Every line containing the string "Method" should be returned from the records.

[Opening TASK INPUTS section]

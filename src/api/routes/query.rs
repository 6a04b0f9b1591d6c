//! Query Routes
//!
//! Expression queries, accepted as GET query strings or POST form bodies.
//!
//! - GET/POST /api/v1/query - Instant query
//! - GET/POST /api/v1/query_range - Range query

use axum::{
    extract::{rejection::FormRejection, State},
    http::HeaderMap,
    Form, Json,
};
use std::sync::Arc;

use super::origin;
use crate::api::dto::{Params, QueryData, SuccessResponse};
use crate::api::error::{ApiError, ApiResult};
use crate::api::state::AppState;

/// GET/POST /api/v1/query
pub async fn instant_query(
    State(state): State<Arc<AppState>>,
    headers: HeaderMap,
    form: Result<Form<Params>, FormRejection>,
) -> ApiResult<Json<SuccessResponse<QueryData>>> {
    state.api.check_origin(origin(&headers))?;
    let Form(params) = form.map_err(|e| ApiError::bad_request(e.body_text()))?;

    let data = state.api.instant_query(&params).await?;
    Ok(Json(SuccessResponse::new(data)))
}

/// GET/POST /api/v1/query_range
pub async fn range_query(
    State(state): State<Arc<AppState>>,
    headers: HeaderMap,
    form: Result<Form<Params>, FormRejection>,
) -> ApiResult<Json<SuccessResponse<QueryData>>> {
    state.api.check_origin(origin(&headers))?;
    let Form(params) = form.map_err(|e| ApiError::bad_request(e.body_text()))?;

    let data = state.api.range_query(&params).await?;
    Ok(Json(SuccessResponse::new(data)))
}
//! Aggregation operators over instant vectors

use crate::query::ast::{AggregateOp, Grouping};
use crate::query::functions::sum_kahan;
use crate::query::value::VectorElement;
use crate::storage::Labels;
use std::cmp::Ordering;
use std::collections::BTreeMap;

/// Labels that identify the output group of an element
pub fn group_key(labels: &Labels, grouping: &Grouping) -> Labels {
    match grouping {
        Grouping::By(names) => labels.keep(names),
        Grouping::Without(names) => labels.drop_with_name(names),
    }
}

/// Aggregate one instant vector evaluated at `t`.
///
/// `param` is the already evaluated scalar for `topk`, `bottomk` and
/// `quantile`. Zero input elements produce zero output elements.
pub fn aggregate(
    op: AggregateOp,
    grouping: &Grouping,
    param: Option<f64>,
    input: Vec<VectorElement>,
    t: i64,
) -> Vec<VectorElement> {
    let mut groups: BTreeMap<Labels, Vec<VectorElement>> = BTreeMap::new();
    for element in input {
        groups
            .entry(group_key(&element.labels, grouping))
            .or_default()
            .push(element);
    }

    let mut output = Vec::with_capacity(groups.len());
    for (key, members) in groups {
        match op {
            AggregateOp::Topk | AggregateOp::Bottomk => {
                let k = param.unwrap_or(0.0);
                output.extend(select_k(members, k, op == AggregateOp::Topk, t));
            }
            _ => {
                let values: Vec<f64> = members.iter().map(|e| e.value).collect();
                let value = reduce(op, &values, param);
                output.push(VectorElement::new(key, value, t));
            }
        }
    }
    output
}

fn reduce(op: AggregateOp, values: &[f64], param: Option<f64>) -> f64 {
    let count = values.len() as f64;
    match op {
        AggregateOp::Sum => sum_kahan(values.iter().copied()),
        AggregateOp::Avg => sum_kahan(values.iter().copied()) / count,
        AggregateOp::Min => values.iter().fold(f64::NAN, |min, &v| {
            if v < min || min.is_nan() {
                v
            } else {
                min
            }
        }),
        AggregateOp::Max => values.iter().fold(f64::NAN, |max, &v| {
            if v > max || max.is_nan() {
                v
            } else {
                max
            }
        }),
        AggregateOp::Count => count,
        AggregateOp::Group => 1.0,
        AggregateOp::Stdvar => variance(values),
        AggregateOp::Stddev => variance(values).sqrt(),
        AggregateOp::Quantile => quantile(param.unwrap_or(f64::NAN), values),
        AggregateOp::Topk | AggregateOp::Bottomk => f64::NAN,
    }
}

/// Population variance (Welford)
fn variance(values: &[f64]) -> f64 {
    let mut mean = 0.0;
    let mut m2 = 0.0;
    for (i, &v) in values.iter().enumerate() {
        let n = (i + 1) as f64;
        let delta = v - mean;
        mean += delta / n;
        m2 += delta * (v - mean);
    }
    m2 / values.len() as f64
}

/// φ-quantile with linear interpolation between the closest ranks
pub(crate) fn quantile(phi: f64, values: &[f64]) -> f64 {
    if values.is_empty() || phi.is_nan() {
        return f64::NAN;
    }
    if phi < 0.0 {
        return f64::NEG_INFINITY;
    }
    if phi > 1.0 {
        return f64::INFINITY;
    }

    let mut sorted = values.to_vec();
    sorted.sort_by(|a, b| a.total_cmp(b));

    let rank = phi * (sorted.len() - 1) as f64;
    let lower = rank.floor() as usize;
    let upper = (lower + 1).min(sorted.len() - 1);
    let weight = rank - rank.floor();
    sorted[lower] * (1.0 - weight) + sorted[upper] * weight
}

/// Largest (or smallest) `k` members, keeping their own labels; NaN ranks last
fn select_k(mut members: Vec<VectorElement>, k: f64, largest: bool, t: i64) -> Vec<VectorElement> {
    if k.is_nan() || k < 1.0 {
        return Vec::new();
    }
    let k = (k as usize).min(members.len());

    members.sort_by(|a, b| {
        match (a.value.is_nan(), b.value.is_nan()) {
            (true, true) => Ordering::Equal,
            (true, false) => Ordering::Greater,
            (false, true) => Ordering::Less,
            (false, false) if largest => b.value.total_cmp(&a.value),
            (false, false) => a.value.total_cmp(&b.value),
        }
        .then_with(|| a.labels.cmp(&b.labels))
    });
    members.truncate(k);
    for member in &mut members {
        member.timestamp = t;
    }
    members
}

#[cfg(test)]
mod tests {
    use super::*;

    fn element(pairs: &[(&str, &str)], value: f64) -> VectorElement {
        VectorElement::new(Labels::from_pairs(pairs.iter().copied()), value, 0)
    }

    fn input() -> Vec<VectorElement> {
        vec![
            element(&[("__name__", "req"), ("job", "api"), ("instance", "a")], 1.0),
            element(&[("__name__", "req"), ("job", "api"), ("instance", "b")], 3.0),
            element(&[("__name__", "req"), ("job", "db"), ("instance", "c")], 10.0),
            element(&[("__name__", "req"), ("instance", "d")], 5.0),
        ]
    }

    #[test]
    fn test_sum_without_grouping_has_empty_labels() {
        let out = aggregate(AggregateOp::Sum, &Grouping::default(), None, input(), 7);
        assert_eq!(out.len(), 1);
        assert!(out[0].labels.is_empty());
        assert_eq!(out[0].value, 19.0);
        assert_eq!(out[0].timestamp, 7);
    }

    #[test]
    fn test_missing_grouping_label_groups_under_empty_value() {
        let by_job = Grouping::By(vec!["job".into()]);
        let out = aggregate(AggregateOp::Count, &by_job, None, input(), 0);
        let got: Vec<(String, f64)> = out
            .iter()
            .map(|e| (e.labels.value_or_empty("job").to_string(), e.value))
            .collect();
        assert_eq!(
            got,
            vec![("".into(), 1.0), ("api".into(), 2.0), ("db".into(), 1.0)]
        );
    }

    #[test]
    fn test_without_drops_metric_name() {
        let without = Grouping::Without(vec!["instance".into()]);
        let out = aggregate(AggregateOp::Max, &without, None, input(), 0);
        assert_eq!(out.len(), 3);
        assert!(out.iter().all(|e| e.labels.metric_name().is_none()));
    }

    #[test]
    fn test_empty_input_yields_nothing() {
        let out = aggregate(AggregateOp::Sum, &Grouping::default(), None, Vec::new(), 0);
        assert!(out.is_empty());
    }

    #[test]
    fn test_avg_min_stddev() {
        let values = [2.0, 4.0, 4.0, 4.0, 5.0, 5.0, 7.0, 9.0];
        assert_eq!(reduce(AggregateOp::Avg, &values, None), 5.0);
        assert_eq!(reduce(AggregateOp::Min, &values, None), 2.0);
        assert!((reduce(AggregateOp::Stdvar, &values, None) - 4.0).abs() < 1e-12);
        assert!((reduce(AggregateOp::Stddev, &values, None) - 2.0).abs() < 1e-12);
        assert_eq!(reduce(AggregateOp::Group, &values, None), 1.0);
    }

    #[test]
    fn test_topk_keeps_series_labels() {
        let out = aggregate(AggregateOp::Topk, &Grouping::default(), Some(2.0), input(), 9);
        let instances: Vec<&str> = out
            .iter()
            .map(|e| e.labels.value_or_empty("instance"))
            .collect();
        assert_eq!(instances, vec!["c", "d"]);
        assert!(out.iter().all(|e| e.labels.metric_name() == Some("req")));
        assert!(out.iter().all(|e| e.timestamp == 9));
    }

    #[test]
    fn test_bottomk_per_group() {
        let by_job = Grouping::By(vec!["job".into()]);
        let out = aggregate(AggregateOp::Bottomk, &by_job, Some(1.0), input(), 0);
        let values: Vec<f64> = out.iter().map(|e| e.value).collect();
        assert_eq!(values, vec![5.0, 1.0, 10.0]);
    }

    #[test]
    fn test_topk_with_zero_k() {
        let out = aggregate(AggregateOp::Topk, &Grouping::default(), Some(0.0), input(), 0);
        assert!(out.is_empty());
    }

    #[test]
    fn test_quantile() {
        let values = [1.0, 2.0, 3.0, 4.0];
        assert_eq!(quantile(0.5, &values), 2.5);
        assert_eq!(quantile(0.0, &values), 1.0);
        assert_eq!(quantile(1.0, &values), 4.0);
        assert_eq!(quantile(-0.1, &values), f64::NEG_INFINITY);
        assert_eq!(quantile(1.5, &values), f64::INFINITY);
    }
}
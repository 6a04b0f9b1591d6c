//! Query API
//!
//! HTTP surface of the query engine, built with Axum.
//!
//! # Endpoints
//!
//! ## Query
//! - `GET/POST /api/v1/query` - Instant query
//! - `GET/POST /api/v1/query_range` - Range query
//!
//! ## Metadata
//! - `GET/POST /api/v1/series` - Series matching `match[]` selectors
//! - `GET /api/v1/labels` - Label names
//! - `GET /api/v1/label/:name/values` - Values of one label
//!
//! ## Health
//! - `GET /health/live` - Liveness probe
//! - `GET /health/ready` - Readiness probe
//! - `GET /health` - Full health status
//!
//! # Example
//!
//! ```rust,ignore
//! use metrics_viewer::api::{build_router, AppState, FacadeSettings, QueryApi};
//!
//! let api = Arc::new(QueryApi::new(engine, FacadeSettings::default()));
//! let state = Arc::new(AppState::new(api));
//! let listener = tokio::net::TcpListener::bind("0.0.0.0:14332").await?;
//! serve(listener, build_router(Arc::clone(&state)), shutdown, Duration::from_secs(30)).await?;
//! ```

pub mod dto;
pub mod error;
pub mod facade;
pub mod routes;
pub mod state;

pub use dto::Params;
pub use error::{ApiError, ApiResult};
pub use facade::{compile_origin_pattern, FacadeSettings, QueryApi};
pub use state::{ApiConfig, AppState};

use axum::{
    http::{request::Parts, HeaderValue, Method},
    routing::get,
    Router,
};
use regex::Regex;
use std::future::IntoFuture;
use std::sync::Arc;
use std::time::Duration;
use tokio::net::TcpListener;
use tokio_util::sync::CancellationToken;
use tower_http::{
    cors::{AllowOrigin, Any, CorsLayer},
    trace::TraceLayer,
};

/// Build the API router with all routes and middleware
pub fn build_router(state: Arc<AppState>) -> Router {
    let cors = cors_layer(state.api.settings().cors_origin.clone());

    let api_routes = Router::new()
        .route(
            "/query",
            get(routes::query::instant_query).post(routes::query::instant_query),
        )
        .route(
            "/query_range",
            get(routes::query::range_query).post(routes::query::range_query),
        )
        .route(
            "/series",
            get(routes::metadata::series).post(routes::metadata::series),
        )
        .route("/labels", get(routes::metadata::label_names))
        .route("/label/:name/values", get(routes::metadata::label_values));

    let health_routes = Router::new()
        .route("/live", get(routes::health::liveness))
        .route("/ready", get(routes::health::readiness))
        .route("/", get(routes::health::full_health));

    Router::new()
        .nest("/api/v1", api_routes)
        .nest("/health", health_routes)
        .layer(TraceLayer::new_for_http())
        .layer(cors)
        .with_state(state)
}

/// CORS headers for origins matching `pattern`; any origin without one
fn cors_layer(pattern: Option<Regex>) -> CorsLayer {
    let allow_origin = match pattern {
        None => AllowOrigin::any(),
        Some(pattern) => AllowOrigin::predicate(move |origin: &HeaderValue, _: &Parts| {
            origin
                .to_str()
                .map(|origin| pattern.is_match(origin))
                .unwrap_or(false)
        }),
    };

    CorsLayer::new()
        .allow_origin(allow_origin)
        .allow_methods([Method::GET, Method::POST, Method::OPTIONS])
        .allow_headers(Any)
}

/// Serve `router` until `shutdown` fires, then give open requests `grace`
/// to finish.
///
/// Returns whether every request completed within the grace period.
pub async fn serve(
    listener: TcpListener,
    router: Router,
    shutdown: CancellationToken,
    grace: Duration,
) -> ApiResult<bool> {
    if let Ok(addr) = listener.local_addr() {
        tracing::info!("Query API listening on {}", addr);
    }

    let signal = shutdown.clone();
    let server = axum::serve(listener, router)
        .with_graceful_shutdown(async move { signal.cancelled().await })
        .into_future();
    tokio::pin!(server);

    tokio::select! {
        result = &mut server => {
            result.map_err(|e| ApiError::Internal(format!("Server error: {}", e)))?;
            return Ok(true);
        }
        _ = shutdown.cancelled() => {}
    }

    match tokio::time::timeout(grace, &mut server).await {
        Ok(result) => {
            result.map_err(|e| ApiError::Internal(format!("Server error: {}", e)))?;
            tracing::info!("Query API shut down gracefully");
            Ok(true)
        }
        Err(_) => {
            tracing::warn!(
                grace_ms = grace.as_millis() as u64,
                "requests still open after shutdown grace period"
            );
            Ok(false)
        }
    }
}

/// Resolve on Ctrl+C or SIGTERM
pub async fn shutdown_signal() {
    let ctrl_c = async {
        if let Err(e) = tokio::signal::ctrl_c().await {
            tracing::error!("Failed to listen for Ctrl+C: {}", e);
            std::future::pending::<()>().await;
        }
    };

    #[cfg(unix)]
    let terminate = async {
        match tokio::signal::unix::signal(tokio::signal::unix::SignalKind::terminate()) {
            Ok(mut signal) => {
                signal.recv().await;
            }
            Err(e) => {
                tracing::error!("Failed to install SIGTERM handler: {}", e);
                std::future::pending::<()>().await;
            }
        }
    };

    #[cfg(not(unix))]
    let terminate = std::future::pending::<()>();

    tokio::select! {
        _ = ctrl_c => {},
        _ = terminate => {},
    }

    tracing::info!("Shutdown signal received, starting graceful shutdown");
}
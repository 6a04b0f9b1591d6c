//! Query engine
//!
//! Ties parsing, type checking, admission and evaluation together. Every
//! operation that reads the store runs through the scheduler, so metadata
//! lookups count against the same concurrency limit as expression queries.

use crate::query::ast::Expr;
use crate::query::check::check;
use crate::query::context::QueryContext;
use crate::query::error::{QueryError, QueryResult};
use crate::query::evaluator::{evaluate_instant, evaluate_range};
use crate::query::parser::parse_expr;
use crate::query::scheduler::QueryScheduler;
use crate::query::value::QueryValue;
use crate::storage::{BlockStore, LabelMatcher, Labels, TimeRange};
use std::collections::BTreeSet;
use std::sync::Arc;
use std::time::{Duration, Instant};
use tracing::debug;

/// Per-query limits applied by the engine
#[derive(Debug, Clone, Copy)]
pub struct EngineOptions {
    /// Wall-clock budget of one query, queueing included
    pub timeout: Duration,
    /// Samples one query may pull from storage
    pub max_samples: u64,
    /// Staleness window for instant selectors
    pub lookback_delta: Duration,
}

impl Default for EngineOptions {
    fn default() -> Self {
        Self {
            timeout: Duration::from_secs(120),
            max_samples: 50_000_000,
            lookback_delta: Duration::from_secs(300),
        }
    }
}

pub struct QueryEngine {
    store: Arc<BlockStore>,
    scheduler: Arc<QueryScheduler>,
    options: EngineOptions,
}

impl QueryEngine {
    pub fn new(
        store: Arc<BlockStore>,
        scheduler: Arc<QueryScheduler>,
        options: EngineOptions,
    ) -> Self {
        Self {
            store,
            scheduler,
            options,
        }
    }

    pub fn store(&self) -> &Arc<BlockStore> {
        &self.store
    }

    pub fn scheduler(&self) -> &Arc<QueryScheduler> {
        &self.scheduler
    }

    pub fn options(&self) -> &EngineOptions {
        &self.options
    }

    /// Parse and type-check query text without touching storage
    pub fn prepare(&self, query: &str) -> QueryResult<Expr> {
        if query.trim().is_empty() {
            return Err(QueryError::bad_request("query must not be empty"));
        }
        let expr = parse_expr(query)?;
        check(&expr)?;
        Ok(expr)
    }

    /// Context for one query. A requested timeout can only shorten the
    /// configured one.
    pub fn new_context(&self, timeout: Option<Duration>) -> Arc<QueryContext> {
        let timeout = match timeout {
            Some(requested) => requested.min(self.options.timeout),
            None => self.options.timeout,
        };
        Arc::new(QueryContext::new(timeout, self.options.max_samples))
    }

    /// Evaluate `query` at `time` (milliseconds)
    pub async fn instant_query(
        &self,
        query: &str,
        time: i64,
        timeout: Option<Duration>,
    ) -> QueryResult<QueryValue> {
        let expr = self.prepare(query)?;
        let ctx = self.new_context(timeout);
        let _cancel = ctx.cancel_on_drop();
        let started = Instant::now();

        let store = Arc::clone(&self.store);
        let lookback = self.lookback_millis();
        let result = self
            .scheduler
            .execute(Arc::clone(&ctx), move |ctx| {
                evaluate_instant(&store, ctx, &expr, time, lookback)
            })
            .await;

        log_query(query, "instant", &ctx, started, &result);
        result
    }

    /// Evaluate `query` at every step from `start` to `end` (milliseconds)
    pub async fn range_query(
        &self,
        query: &str,
        start: i64,
        end: i64,
        step: i64,
        timeout: Option<Duration>,
    ) -> QueryResult<QueryValue> {
        if step <= 0 {
            return Err(QueryError::bad_request("step must be greater than zero"));
        }
        if end < start {
            return Err(QueryError::bad_request(
                "end timestamp must not be before start time",
            ));
        }
        let expr = self.prepare(query)?;
        let ctx = self.new_context(timeout);
        let _cancel = ctx.cancel_on_drop();
        let started = Instant::now();

        let store = Arc::clone(&self.store);
        let lookback = self.lookback_millis();
        let result = self
            .scheduler
            .execute(Arc::clone(&ctx), move |ctx| {
                evaluate_range(&store, ctx, &expr, start, end, step, lookback)
            })
            .await;

        log_query(query, "range", &ctx, started, &result);
        result
    }

    /// Label sets of the series matching any of `matcher_sets` in `range`
    pub async fn series(
        &self,
        matcher_sets: Vec<Vec<LabelMatcher>>,
        range: TimeRange,
    ) -> QueryResult<Vec<Labels>> {
        let ctx = self.new_context(None);
        let _cancel = ctx.cancel_on_drop();
        let store = Arc::clone(&self.store);

        self.scheduler
            .execute(Arc::clone(&ctx), move |ctx| {
                let mut found = BTreeSet::new();
                for matchers in &matcher_sets {
                    for series in store.select_series(matchers, range, ctx)? {
                        found.insert(series?.labels().clone());
                    }
                }
                Ok(found.into_iter().collect())
            })
            .await
    }

    pub async fn label_names(
        &self,
        matcher_sets: Vec<Vec<LabelMatcher>>,
        range: TimeRange,
    ) -> QueryResult<Vec<String>> {
        let ctx = self.new_context(None);
        let _cancel = ctx.cancel_on_drop();
        let store = Arc::clone(&self.store);

        self.scheduler
            .execute(Arc::clone(&ctx), move |ctx| {
                Ok(store.label_names(&matcher_sets, range, ctx)?)
            })
            .await
    }

    pub async fn label_values(
        &self,
        name: String,
        matcher_sets: Vec<Vec<LabelMatcher>>,
        range: TimeRange,
    ) -> QueryResult<Vec<String>> {
        let ctx = self.new_context(None);
        let _cancel = ctx.cancel_on_drop();
        let store = Arc::clone(&self.store);

        self.scheduler
            .execute(Arc::clone(&ctx), move |ctx| {
                Ok(store.label_values(&name, &matcher_sets, range, ctx)?)
            })
            .await
    }

    fn lookback_millis(&self) -> i64 {
        i64::try_from(self.options.lookback_delta.as_millis()).unwrap_or(i64::MAX)
    }
}

fn log_query(
    query: &str,
    mode: &'static str,
    ctx: &QueryContext,
    started: Instant,
    result: &QueryResult<QueryValue>,
) {
    let elapsed_ms = started.elapsed().as_millis() as u64;
    let samples = ctx.samples_scanned();
    match result {
        Ok(value) => debug!(
            query,
            mode,
            elapsed_ms,
            samples,
            series = value.series_count(),
            "query evaluated"
        ),
        Err(e) => debug!(query, mode, elapsed_ms, samples, error = %e, "query failed"),
    }
}

#[cfg(test)]
mod tests {
    use super::*;
    use crate::storage::{BlockWriter, Sample};
    use tempfile::{tempdir, TempDir};

    const SEC: i64 = 1_000;

    fn engine_with(options: EngineOptions, capacity: usize) -> (TempDir, QueryEngine) {
        let dir = tempdir().unwrap();
        let mut writer = BlockWriter::new();
        for (job, step) in [("api", 1.0), ("db", 2.0)] {
            writer.add_series(
                Labels::from_pairs([("__name__", "jobs_total"), ("job", job)]),
                (0..=60).map(|i| Sample::new(i * 10 * SEC, i as f64 * step)),
            );
        }
        writer.write(dir.path().join("a.mvb")).unwrap();

        let store = Arc::new(BlockStore::open(dir.path()).unwrap());
        let scheduler = Arc::new(QueryScheduler::new(capacity));
        (dir, QueryEngine::new(store, scheduler, options))
    }

    fn engine() -> (TempDir, QueryEngine) {
        engine_with(EngineOptions::default(), 4)
    }

    #[tokio::test]
    async fn test_instant_query() {
        let (_dir, engine) = engine();
        let value = engine
            .instant_query("sum(jobs_total)", 600 * SEC, None)
            .await
            .unwrap();

        match value {
            QueryValue::Vector(points) => {
                assert_eq!(points.len(), 1);
                assert!(points[0].labels.is_empty());
                assert_eq!(points[0].point.v, 180.0);
            }
            other => panic!("expected vector, got {:?}", other),
        }
        assert_eq!(engine.scheduler().in_flight(), 0);
    }

    #[tokio::test]
    async fn test_range_query_points() {
        let (_dir, engine) = engine();
        let value = engine
            .range_query("jobs_total{job=\"api\"}", 0, 600 * SEC, 60 * SEC, None)
            .await
            .unwrap();

        match value {
            QueryValue::Matrix(series) => {
                assert_eq!(series.len(), 1);
                assert_eq!(series[0].points.len(), 11);
            }
            other => panic!("expected matrix, got {:?}", other),
        }
    }

    #[tokio::test]
    async fn test_invalid_queries_fail_before_admission() {
        let (_dir, engine) = engine();

        assert!(matches!(
            engine.instant_query("   ", 0, None).await,
            Err(QueryError::BadRequest(_))
        ));
        assert!(matches!(
            engine.instant_query("sum(", 0, None).await,
            Err(QueryError::Parse(_))
        ));
        assert!(matches!(
            engine.instant_query("nope(jobs_total)", 0, None).await,
            Err(QueryError::UnknownFunction(_))
        ));
        assert!(matches!(
            engine.range_query("jobs_total", 10, 0, 1, None).await,
            Err(QueryError::BadRequest(_))
        ));
    }

    #[tokio::test]
    async fn test_sample_budget() {
        let options = EngineOptions {
            max_samples: 10,
            ..EngineOptions::default()
        };
        let (_dir, engine) = engine_with(options, 1);

        let result = engine
            .instant_query("sum_over_time(jobs_total[10m])", 600 * SEC, None)
            .await;
        assert!(matches!(result, Err(QueryError::TooManySamples { limit: 10 })));
        assert_eq!(engine.scheduler().in_flight(), 0);
    }

    #[tokio::test]
    async fn test_requested_timeout_never_raises_limit() {
        let options = EngineOptions {
            timeout: Duration::from_secs(1),
            ..EngineOptions::default()
        };
        let (_dir, engine) = engine_with(options, 1);

        let ctx = engine.new_context(Some(Duration::from_secs(60)));
        assert!(ctx.remaining() <= Duration::from_secs(1));
        let ctx = engine.new_context(Some(Duration::from_millis(10)));
        assert!(ctx.remaining() <= Duration::from_millis(10));
    }

    #[tokio::test]
    async fn test_metadata() {
        let (_dir, engine) = engine();
        let all = TimeRange::ALL;

        let names = engine.label_names(Vec::new(), all).await.unwrap();
        assert_eq!(names, vec!["__name__".to_string(), "job".to_string()]);

        let values = engine
            .label_values("job".into(), Vec::new(), all)
            .await
            .unwrap();
        assert_eq!(values, vec!["api".to_string(), "db".to_string()]);

        let matchers = vec![vec![LabelMatcher::equal("job", "db")]];
        let series = engine.series(matchers, all).await.unwrap();
        assert_eq!(series.len(), 1);
        assert_eq!(series[0].get("job"), Some("db"));
    }

    #[tokio::test]
    async fn test_deadline_during_storage_iteration() {
        let dir = tempdir().unwrap();
        let mut writer = BlockWriter::new();
        for instance in 0..50 {
            writer.add_series(
                Labels::from_pairs([("__name__", "m".to_string()), ("instance", instance.to_string())]),
                (0..10_000).map(|i| Sample::new(i * 10 * SEC, i as f64)),
            );
        }
        writer.write(dir.path().join("big.mvb")).unwrap();

        let options = EngineOptions {
            timeout: Duration::from_millis(30),
            max_samples: u64::MAX,
            ..EngineOptions::default()
        };
        let store = Arc::new(BlockStore::open(dir.path()).unwrap());
        let engine = QueryEngine::new(store, Arc::new(QueryScheduler::new(1)), options);

        let started = Instant::now();
        let result = engine
            .range_query("sum(rate(m[30m]))", 0, 100_000 * SEC, 10 * SEC, None)
            .await;

        assert!(matches!(result, Err(QueryError::DeadlineExceeded)));
        assert!(started.elapsed() < Duration::from_secs(5));
        assert_eq!(engine.scheduler().in_flight(), 0);

        // The slot is free again for the next query
        let options = EngineOptions {
            timeout: Duration::from_secs(10),
            ..options
        };
        let engine = QueryEngine::new(
            Arc::clone(engine.store()),
            Arc::clone(engine.scheduler()),
            options,
        );
        let value = engine
            .instant_query("count(m)", 100 * SEC, None)
            .await
            .unwrap();
        assert_eq!(value.series_count(), 1);
    }
}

[Closing TASK INPUTS section]

=== REPLY TO THE EXERCISE ===
    http::{request::Parts, HeaderValue, Method},
        .allow_methods([Method::GET, Method::POST, Method::OPTIONS])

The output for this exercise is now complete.